ACT/SAT Scores – Make a Good Score Even Better
Some parents have their children take the ACT/SAT early in high school. Some even start testing their kids in middle school. You may ask what the benefits are of starting to test so early. Here are a few things to consider:
- Many students are very nervous when they go to take the ACT or SAT the first time. Because the tests are relatively inexpensive to take, the experience is worthwhile to help students perform better on future tests.
- High ACT and/or SAT scores are door openers at colleges and universities. Better scores can make a difference in being accepted or rejected at certain schools.
- High ACT/SAT scores qualify some students for scholarships they might not be eligible to apply for if their scores fall below a certain standard. While you may question the validity of paying multiple testing fees, consider also the money it could save you on qualifying for more scholarships.
- Some students perform better on the ACT and others perform better on the SAT. It is not a bad idea to give your student a chance at taking both exams, possibly multiple times.
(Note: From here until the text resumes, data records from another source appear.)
//! Logical-plan cross-check.
//!
//! When the corpus holds a near-identical gold-standard example, a
//! freshly generated query should touch the same tables and use the
//! same exclusion shape. A structural mismatch is a strong hint the
//! model answered a different question.

use std::collections::BTreeSet;
use std::sync::LazyLock;

use regex::Regex;

use fleetql_schema::rules::{table_for_alias, KNOWN_TABLES};

static RE_TABLE_REF: LazyLock<Regex> =
    LazyLock::new(|| Regex::new(r"(?i)\b(?:from|join)\s+([a-z_][\w.]*)").unwrap());

/// Known tables referenced in FROM/JOIN position.
pub fn tables_from_sql(sql: &str) -> BTreeSet<String> {
    let mut tables = BTreeSet::new();
    for caps in RE_TABLE_REF.captures_iter(sql) {
        let name = caps[1].to_lowercase();
        let name = name.rsplit('.').next().unwrap_or(&name);
        if KNOWN_TABLES.contains(&name) {
            tables.insert(name.to_string());
        } else if let Some(table) = table_for_alias(name) {
            tables.insert(table.to_string());
        }
    }
    tables
}

fn has_exclusion_shape(sql: &str) -> bool {
    let lower = sql.to_lowercase();
    lower.contains("not exists") || (lower.contains("left join") && lower.contains("is null"))
}

/// Compare a candidate against the gold standard. `Ok(())` means the
/// plans agree; `Err` carries feedback for the regeneration prompt.
pub fn cross_check(candidate_sql: &str, gold_sql: &str, negative_intent: bool) -> Result<(), String> {
    let candidate_tables = tables_from_sql(candidate_sql);
    let gold_tables = tables_from_sql(gold_sql);

    if !gold_tables.is_empty() && candidate_tables != gold_tables {
        let missing: Vec<&str> = gold_tables
            .difference(&candidate_tables)
            .map(|s| s.as_str())
            .collect();
        let extra: Vec<&str> = candidate_tables
            .difference(&gold_tables)
            .map(|s| s.as_str())
            .collect();
        return Err(format!(
            "a verified query for this question uses tables [{}]; yours is missing \
             [{}] and adds [{}]",
            join(&gold_tables),
            missing.join(", "),
            extra.join(", ")
        ));
    }

    if negative_intent && has_exclusion_shape(gold_sql) && !has_exclusion_shape(candidate_sql) {
        return Err(
            "a verified query for this question uses an exclusion pattern \
             (NOT EXISTS or LEFT JOIN ... IS NULL); yours does not"
                .to_string(),
        );
    }
    Ok(())
}

fn join(set: &BTreeSet<String>) -> String {
    set.iter().map(|s| s.as_str()).collect::<Vec<_>>().join(", ")
}
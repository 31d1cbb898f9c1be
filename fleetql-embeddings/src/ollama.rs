//! Ollama-backed embedding and text-generation clients.
//!
//! Both talk to the same local HTTP endpoint with blocking requests.
//! Statement-level timeouts live on the client; there is no retry here,
//! the orchestrator owns retries.

use std::time::Duration;

use serde::Deserialize;
use tracing::debug;

use fleetql_core::errors::{FleetqlResult, GenerationError, RetrievalError};
use fleetql_core::traits::{IEmbeddingProvider, ILlmProvider};
use fleetql_core::vector;

const EMBEDDING_DIMENSIONS: usize = 768;

#[derive(Deserialize)]
struct EmbeddingResponse {
    embedding: Vec<f32>,
}

#[derive(Deserialize)]
struct GenerateResponse {
    response: String,
}

/// Embedding provider backed by an Ollama `/api/embeddings` endpoint.
pub struct OllamaEmbedder {
    client: reqwest::blocking::Client,
    base_url: String,
    model: String,
}

impl OllamaEmbedder {
    pub fn new(base_url: impl Into<String>, model: impl Into<String>) -> Self {
        Self {
            client: reqwest::blocking::Client::builder()
                .timeout(Duration::from_secs(30))
                .build()
                .unwrap_or_default(),
            base_url: base_url.into(),
            model: model.into(),
        }
    }
}

impl IEmbeddingProvider for OllamaEmbedder {
    fn embed(&self, text: &str) -> FleetqlResult<Vec<f32>> {
        let body = serde_json::json!({
            "model": self.model,
            "prompt": text,
        });
        let response = self
            .client
            .post(format!("{}/api/embeddings", self.base_url))
            .json(&body)
            .send()
            .map_err(|e| RetrievalError::EmbeddingFailed {
                reason: format!("embedding request failed: {e}"),
            })?;

        let status = response.status();
        if !status.is_success() {
            let body = response.text().unwrap_or_default();
            return Err(RetrievalError::EmbeddingFailed {
                reason: format!("embedding backend returned {status}: {body}"),
            }
            .into());
        }

        let parsed: EmbeddingResponse =
            response.json().map_err(|e| RetrievalError::EmbeddingFailed {
                reason: format!("malformed embedding response: {e}"),
            })?;

        let mut embedding = parsed.embedding;
        vector::normalize(&mut embedding);
        Ok(embedding)
    }

    fn dimensions(&self) -> usize {
        EMBEDDING_DIMENSIONS
    }

    fn name(&self) -> &str {
        "ollama"
    }

    fn is_available(&self) -> bool {
        let alive = self
            .client
            .get(format!("{}/api/tags", self.base_url))
            .send()
            .map(|r| r.status().is_success())
            .unwrap_or(false);
        debug!(alive, "ollama embedding availability probe");
        alive
    }
}

/// Text-generation provider backed by an Ollama `/api/generate` endpoint.
pub struct OllamaLlm {
    client: reqwest::blocking::Client,
    base_url: String,
    temperature: f64,
}

impl OllamaLlm {
    pub fn new(base_url: impl Into<String>, timeout_secs: u64, temperature: f64) -> Self {
        Self {
            client: reqwest::blocking::Client::builder()
                .timeout(Duration::from_secs(timeout_secs))
                .build()
                .unwrap_or_default(),
            base_url: base_url.into(),
            temperature,
        }
    }
}

impl ILlmProvider for OllamaLlm {
    fn generate(&self, model: &str, prompt: &str) -> FleetqlResult<String> {
        let body = serde_json::json!({
            "model": model,
            "prompt": prompt,
            "stream": false,
            "options": { "temperature": self.temperature },
        });
        let response = self
            .client
            .post(format!("{}/api/generate", self.base_url))
            .json(&body)
            .send()
            .map_err(|e| GenerationError::BackendUnreachable {
                reason: format!("generation request failed: {e}"),
            })?;

        let status = response.status();
        if !status.is_success() {
            let body = response.text().unwrap_or_default();
            return Err(GenerationError::BackendError {
                status: status.as_u16(),
                body,
            }
            .into());
        }

        let parsed: GenerateResponse =
            response.json().map_err(|e| GenerationError::BackendUnreachable {
                reason: format!("malformed generation response: {e}"),
            })?;

        if parsed.response.trim().is_empty() {
            return Err(GenerationError::EmptyResponse {
                model: model.to_string(),
            }
            .into());
        }
        Ok(parsed.response)
    }

    fn name(&self) -> &str {
        "ollama"
    }
}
- Make sure your child has the proper preparatory materials needed to study for the tests well in advance of the scheduled test days. Having the materials and using them are two different matters altogether. Make a schedule of study completion with milestones and dates, and follow up with your student to make sure he/she is progressing as required.
- There are sample tests online and in DVD format. Allow ample time for your student to go through the sample testing so weak areas can be isolated and additional effort applied toward any problem subjects.
- Don’t be too hasty to designate colleges to receive your child’s SAT/ACT scores. Some colleges evaluate multiple scores differently, and a low score could do more harm than good. Wait until your student has taken the tests at least twice. Then inquire at specific colleges you are targeting regarding their policy on ACT/SAT scores.
- Some colleges will admit students with substandard or below par ACT/SAT scores. This is usually termed conditional acceptance. Don’t fret if your child doesn’t score as high as you’d like on the SAT/ACT. It does not mean they cannot attend college, nor does it mean they are not college material. Every child is different and should be evaluated as such.